Effects of Covid19 on Employment Litigation

Attorney Harrison Oldham

A recent Lex Machina study found that the number of federal employment cases filed in the second and third quarter of 2020 was down. Overall, the filings this year have been lower when compared to the number of filings in 2018 and 2019.  Not surprisingly, harassment and discrimination cases showed the biggest decrease, by almost 20%, likely due to the increase in remote work and decrease in actual interaction between workers.  However, Family and Medical Leave Act (FMLA) claims and wage and hour cases under the Fair Labor Standards Act (FLSA) were down about 10%.

To employment practitioners, this is no surprise. Juno Turner, litigation director for work-place focused impact litigation group Towards Justice states that cases have dropped, “…partly because, as someone who is trying to file cases during that time, [I know] it was difficult”. Workers have filed 2,500 accommodation claims in the first three quarters of 2020 which is less by about 200 cases compared to 2019.

Brian Murphy, a defense litigator and partner at Sheppard Mullin Richter & Hampton LLP, believes that a decline in harassment and discrimination cases may have a lot to do with many jobs being remote. He claims that, “when there’s less opportunity for person-to person interaction… claims like harassment or discrimination are expected to fall”. He also suggests that workers may be hesitant to file claims against businesses that are struggling during the pandemic.  Peter Romerr-Friedman, a plaintiffs’ employment lawyer with Gupta Wessler PLLC concurred, believing that, filing claims against ailing businesses may not be worth the trouble. “Lots of employers are going bankrupt or out of business, and workers and their counsel have to think about whether the defendant is judgement-proof”, he states.
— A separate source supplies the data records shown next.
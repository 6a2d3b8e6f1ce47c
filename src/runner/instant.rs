//! One-shot "stage, create, submit, run" workflow for interactive front-ends.

use std::path::{Path, PathBuf};
use std::sync::Arc;
use std::time::Duration;

use tokio::time::Instant;

use crate::config::JobsConfig;
use crate::error::JobError;
use crate::jobs::{ArgValue, JobIdAllocator, RawArgs};
use crate::runner::{JobRunner, RunReport, StepExecutor};
use crate::state::StateStore;

/// Length of the random tag in suggested output file names.
const OUTPUT_TAG_LEN: usize = 8;

/// Turns the current staged arguments into a single-step job and runs it.
pub struct InstantRunner {
    runner: Arc<JobRunner>,
    allocator: Arc<JobIdAllocator>,
    state: Arc<StateStore>,
    poll_interval: Duration,
    poll_timeout: Duration,
}

impl InstantRunner {
    pub fn new(
        runner: Arc<JobRunner>,
        allocator: Arc<JobIdAllocator>,
        state: Arc<StateStore>,
    ) -> Self {
        Self::from_config(runner, allocator, state, &JobsConfig::default())
    }

    /// Like [`new`](Self::new), polling with the configured interval and
    /// timeout.
    pub fn from_config(
        runner: Arc<JobRunner>,
        allocator: Arc<JobIdAllocator>,
        state: Arc<StateStore>,
        config: &JobsConfig,
    ) -> Self {
        Self {
            runner,
            allocator,
            state,
            poll_interval: config.poll_interval,
            poll_timeout: config.poll_timeout,
        }
    }

    pub fn with_polling(mut self, interval: Duration, timeout: Duration) -> Self {
        self.poll_interval = interval;
        self.poll_timeout = timeout;
        self
    }

    pub fn runner(&self) -> &Arc<JobRunner> {
        &self.runner
    }

    /// Sync `keys` in the state store, snapshot them into a new job under a
    /// suggested id, and run it.
    ///
    /// An `output_path` naming a directory is replaced with a fresh file
    /// inside it (see [`suggest_output_path`]). A job that fails before it
    /// is submitted (bad arguments, for instance) is left drafted.
    pub async fn create_and_run_job(
        &self,
        prefix: &str,
        keys: &[&str],
        executor: &dyn StepExecutor,
    ) -> Result<RunReport, JobError> {
        let id = self.allocator.suggest_job_id(prefix)?;
        for key in keys {
            self.state.sync_item(key);
        }
        let mut args = self.state.collect_step_args(keys.iter().copied());
        resolve_output_path(&mut args);

        let manager = self.runner.manager();
        manager.create_job(&id)?;
        manager.add_step(&id, args)?;
        manager.submit_job(&id)?;
        tracing::info!(job_id = %id, "Instant job submitted");

        self.runner.run_job(&id, executor).await
    }

    /// Wait until some job is processing. Returns `false` on timeout.
    pub async fn wait_until_processing(&self) -> bool {
        self.wait_for(true).await
    }

    /// Wait until no job is processing. Returns `false` on timeout.
    pub async fn wait_until_idle(&self) -> bool {
        self.wait_for(false).await
    }

    async fn wait_for(&self, processing: bool) -> bool {
        let process = self.runner.process();
        let deadline = Instant::now() + self.poll_timeout;
        loop {
            if process.is_processing() == processing {
                return true;
            }
            if Instant::now() >= deadline {
                tracing::debug!(processing, "Timed out waiting on processing state");
                return false;
            }
            tokio::time::sleep(self.poll_interval).await;
        }
    }
}

fn resolve_output_path(args: &mut RawArgs) {
    let Some(output) = args.get("output_path").and_then(path_value) else {
        return;
    };
    if !output.is_dir() {
        return;
    }
    let target = args
        .get("target_path")
        .and_then(path_value)
        .unwrap_or_default();
    let resolved = suggest_output_path(&output, &target);
    tracing::debug!(output = %resolved.display(), "Output directory resolved to a file");
    args.insert("output_path".to_string(), ArgValue::Path(resolved));
}

/// Staged paths may still be plain strings; validation promotes them later.
fn path_value(value: &ArgValue) -> Option<PathBuf> {
    match value {
        ArgValue::Path(p) => Some(p.clone()),
        ArgValue::String(s) => Some(PathBuf::from(s)),
        _ => None,
    }
}

/// Pick a concrete output file when `output_path` names a directory.
///
/// The file is named after the target with a random tag appended, so
/// repeated runs into the same directory do not overwrite each other:
/// `<dir>/<target-stem>-<tag><target-ext>`. Any other `output_path` is
/// returned unchanged.
pub fn suggest_output_path(output_path: &Path, target_path: &Path) -> PathBuf {
    if !output_path.is_dir() {
        return output_path.to_path_buf();
    }
    let stem = target_path
        .file_stem()
        .map(|s| s.to_string_lossy().into_owned())
        .unwrap_or_else(|| "output".to_string());
    let tag = uuid::Uuid::new_v4().simple().to_string();
    let mut name = format!("{stem}-{}", &tag[..OUTPUT_TAG_LEN]);
    if let Some(ext) = target_path.extension() {
        name.push('.');
        name.push_str(&ext.to_string_lossy());
    }
    output_path.join(name)
}
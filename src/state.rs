//! Key-value staging area for step arguments.
//!
//! Front-ends write values as the user edits them (`set_item`), promote the
//! ones they want to keep (`sync_item`), and snapshot the committed layer into
//! a step with [`StateStore::collect_step_args`].

use std::collections::HashMap;
use std::sync::RwLock;

use crate::jobs::{ArgValue, RawArgs};

#[derive(Debug, Default)]
struct Layers {
    staged: HashMap<String, ArgValue>,
    committed: HashMap<String, ArgValue>,
}

/// Two-layer argument store: staged edits and committed values.
#[derive(Debug, Default)]
pub struct StateStore {
    layers: RwLock<Layers>,
}

impl StateStore {
    pub fn new() -> Self {
        Self::default()
    }

    /// Committed value for `key`, falling back to the staged one.
    pub fn get_item(&self, key: &str) -> Option<ArgValue> {
        let layers = self.layers.read().unwrap_or_else(|e| e.into_inner());
        layers
            .committed
            .get(key)
            .or_else(|| layers.staged.get(key))
            .cloned()
    }

    /// Stage a value. It is not part of a step snapshot until synced.
    pub fn set_item(&self, key: impl Into<String>, value: impl Into<ArgValue>) {
        let mut layers = self.layers.write().unwrap_or_else(|e| e.into_inner());
        layers.staged.insert(key.into(), value.into());
    }

    /// Promote the staged value of `key` into the committed layer.
    ///
    /// Returns `false` if nothing is staged under `key`; the committed value,
    /// if any, is left as it was.
    pub fn sync_item(&self, key: &str) -> bool {
        let mut layers = self.layers.write().unwrap_or_else(|e| e.into_inner());
        let Some(value) = layers.staged.get(key).cloned() else {
            return false;
        };
        layers.committed.insert(key.to_string(), value);
        true
    }

    /// Remove `key` from both layers.
    pub fn clear_item(&self, key: &str) {
        let mut layers = self.layers.write().unwrap_or_else(|e| e.into_inner());
        layers.staged.remove(key);
        layers.committed.remove(key);
    }

    /// Snapshot the committed values of `keys`. Missing keys are skipped.
    pub fn collect_step_args<'a>(&self, keys: impl IntoIterator<Item = &'a str>) -> RawArgs {
        let layers = self.layers.read().unwrap_or_else(|e| e.into_inner());
        keys.into_iter()
            .filter_map(|key| {
                layers
                    .committed
                    .get(key)
                    .map(|value| (key.to_string(), value.clone()))
            })
            .collect()
    }
}
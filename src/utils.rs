// Copyright (c) 2025 Soumyadip Sarkar.
// All rights reserved.
//
// This source code is licensed under the license found in the
// LICENSE file in the root directory of this source tree.

use anyhow::{Context, Result};
use chrono::NaiveDate;
use comfy_table::{presets::UTF8_FULL, Cell, Table};
use once_cell::sync::Lazy;
use regex::Regex;
use rust_decimal::Decimal;

const UA: &str = concat!(
    "outlay/",
    env!("CARGO_PKG_VERSION"),
    " (+https://github.com/alphavelocity/outlay)"
);

pub fn http_client() -> Result<reqwest::blocking::Client> {
    let c = reqwest::blocking::Client::builder()
        .timeout(std::time::Duration::from_secs(15))
        .user_agent(UA)
        .build()?;
    Ok(c)
}

pub fn parse_date(s: &str) -> Result<NaiveDate> {
    NaiveDate::parse_from_str(s, "%Y-%m-%d")
        .with_context(|| format!("Invalid date '{}', expected YYYY-MM-DD", s))
}

// Non-negative, at most two decimal places.
static AMOUNT_RE: Lazy<Regex> = Lazy::new(|| {
    Regex::new(r"^\d+(\.\d{1,2})?$").expect("amount pattern")
});

/// Parses a monetary amount. Rejects negatives, signs, and more than two
/// decimal places before handing off to the decimal parser.
pub fn parse_amount(s: &str) -> Result<Decimal> {
    if !AMOUNT_RE.is_match(s) {
        anyhow::bail!(
            "Invalid amount '{}', expected a non-negative number with at most two decimal places",
            s
        );
    }
    s.parse::<Decimal>()
        .with_context(|| format!("Invalid amount '{}'", s))
}

pub fn fmt_money(d: &Decimal) -> String {
    format!("${:.2}", d.round_dp(2))
}

pub fn pretty_table(headers: &[&str], rows: Vec<Vec<String>>) -> Table {
    let mut t = Table::new();
    t.load_preset(UTF8_FULL);
    t.set_header(headers.iter().map(|h| Cell::new(*h)));
    for r in rows {
        t.add_row(r.into_iter().map(Cell::new));
    }
    t
}

pub fn maybe_print_json<T: serde::Serialize>(
    json_flag: bool,
    jsonl_flag: bool,
    v: &T,
) -> Result<bool> {
    if json_flag {
        println!("{}", serde_json::to_string_pretty(v)?);
        return Ok(true);
    }
    if jsonl_flag {
        // If v is an array, stream each element; else stream single line
        let val = serde_json::to_value(v)?;
        if let Some(arr) = val.as_array() {
            for item in arr {
                println!("{}", serde_json::to_string(item)?);
            }
        } else {
            println!("{}", serde_json::to_string(&val)?);
        }
        return Ok(true);
    }
    Ok(false)
}

/// Splits a shell line into words, honoring double quotes so titles with
/// spaces survive (`add --title "Gas Station" ...`).
pub fn split_words(line: &str) -> Result<Vec<String>> {
    let mut words = Vec::new();
    let mut current = String::new();
    let mut in_quotes = false;
    let mut seen = false;
    for ch in line.chars() {
        match ch {
            '"' => {
                in_quotes = !in_quotes;
                seen = true;
            }
            c if c.is_whitespace() && !in_quotes => {
                if seen {
                    words.push(std::mem::take(&mut current));
                    seen = false;
                }
            }
            c => {
                current.push(c);
                seen = true;
            }
        }
    }
    if in_quotes {
        anyhow::bail!("Unclosed quote in input");
    }
    if seen {
        words.push(current);
    }
    Ok(words)
}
Lex Machina assessed employment lawsuits in the year of 2020 that were filed ‘but for’ the pandemic because of the allegations are tied to it, or that the alleged pandemic related situation worsened the grievance. Out of 309 such cases, 200 came from the third quarter of the year alone. Within these suits, 228 include claims of workers stating that they were retaliated against for reasons related to the virus. Murphy states that he expects to see more wage claims going forward due to complications the pandemic created. Remote work has made it more difficult for employers to track their employees work hours and determine how much to pay. “When someone is at home and they’re taking breaks to attend to personal tasks, walking the dog, et cetera, it gets a little bit squirrely”, Murphy said. Prior to the Pandemic, it was easier to track employee hours because people would come into the workplace and visibly work.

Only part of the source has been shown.